_Work to complete_
All of the data below needs to be set down once more, exactly as written.

▽

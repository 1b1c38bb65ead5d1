//! In-memory document storage backend for supplierstore.
//!
//! This crate provides a thread-safe, in-memory implementation of the
//! `StoreBackend` trait. It uses async-aware read-write locks for concurrent
//! access and is ideal for development and testing where a running CouchDB
//! instance is not available.
//!
//! # Quick Start
//!
//! ```ignore
//! use supplierstore_memory::InMemoryStore;
//! use supplierstore_core::supplier::Supplier;
//!
//! #[tokio::main]
//! async fn main() -> Result<(), Box<dyn std::error::Error>> {
//!     let store = InMemoryStore::new();
//!
//!     let mut supplier = Supplier::new();
//!     supplier.name = Some("Alice's Produce".to_string());
//!     supplier.save(&store).await?;
//!
//!     assert!(supplier.id.is_some());
//!     Ok(())
//! }
//! ```

#[allow(unused_extern_crates)]
extern crate self as supplierstore_memory;

pub mod store;

pub use store::{InMemoryStore, InMemoryStoreBuilder};
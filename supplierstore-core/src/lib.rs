//! Core data-access layer for the supplier store.
//!
//! This crate is the heart of the supplierstore project and provides:
//!
//! - **The Supplier record** ([`supplier`]) - validation, (de)serialization and the
//!   persistence lifecycle of a single supplier document
//! - **Store backend abstraction** ([`backend`]) - the trait seam implemented by the
//!   in-memory and CouchDB backends
//! - **Query and filtering API** ([`query`]) - filter expressions and the client-side
//!   evaluator that powers the finder helpers
//! - **Error handling** ([`error`]) - error and result types shared by every crate
//!
//! # Example
//!
//! ```ignore
//! use supplierstore_core::supplier::Supplier;
//!
//! let mut supplier = Supplier::new();
//! supplier.name = Some("acme".to_string());
//! supplier.save(&store).await?;
//! assert!(supplier.id.is_some());
//! ```

#[allow(unused_extern_crates)]
extern crate self as supplierstore_core;

pub mod backend;
pub mod error;
pub mod query;
pub mod supplier;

△

_Written solution_
repository 1b1c38bb65ead5d1
//! In-memory document storage backend for supplierstore.
//!
//! This crate provides a thread-safe, in-memory implementation of the
//! `StoreBackend` trait. It uses async-aware read-write locks for concurrent
//! access and is ideal for development and testing where a running CouchDB
//! instance is not available.
//!
//! # Quick Start
//!
//! ```ignore
//! use supplierstore_memory::InMemoryStore;
//! use supplierstore_core::supplier::Supplier;
//!
//! #[tokio::main]
//! async fn main() -> Result<(), Box<dyn std::error::Error>> {
//!     let store = InMemoryStore::new();
//!
//!     let mut supplier = Supplier::new();
//!     supplier.name = Some("Alice's Produce".to_string());
//!     supplier.save(&store).await?;
//!
//!     assert!(supplier.id.is_some());
//!     Ok(())
//! }
//! ```

#[allow(unused_extern_crates)]
extern crate self as supplierstore_memory;

pub mod store;

pub use store::{InMemoryStore, InMemoryStoreBuilder};
filename supplierstore-core/src/lib.rs
//! Core data-access layer for the supplier store.
//!
//! This crate is the heart of the supplierstore project and provides:
//!
//! - **The Supplier record** ([`supplier`]) - validation, (de)serialization and the
//!   persistence lifecycle of a single supplier document
//! - **Store backend abstraction** ([`backend`]) - the trait seam implemented by the
//!   in-memory and CouchDB backends
//! - **Query and filtering API** ([`query`]) - filter expressions and the client-side
//!   evaluator that powers the finder helpers
//! - **Error handling** ([`error`]) - error and result types shared by every crate
//!
//! # Example
//!
//! ```ignore
//! use supplierstore_core::supplier::Supplier;
//!
//! let mut supplier = Supplier::new();
//! supplier.name = Some("acme".to_string());
//! supplier.save(&store).await?;
//! assert!(supplier.id.is_some());
//! ```

#[allow(unused_extern_crates)]
extern crate self as supplierstore_core;

pub mod backend;
pub mod error;
pub mod query;
pub mod supplier;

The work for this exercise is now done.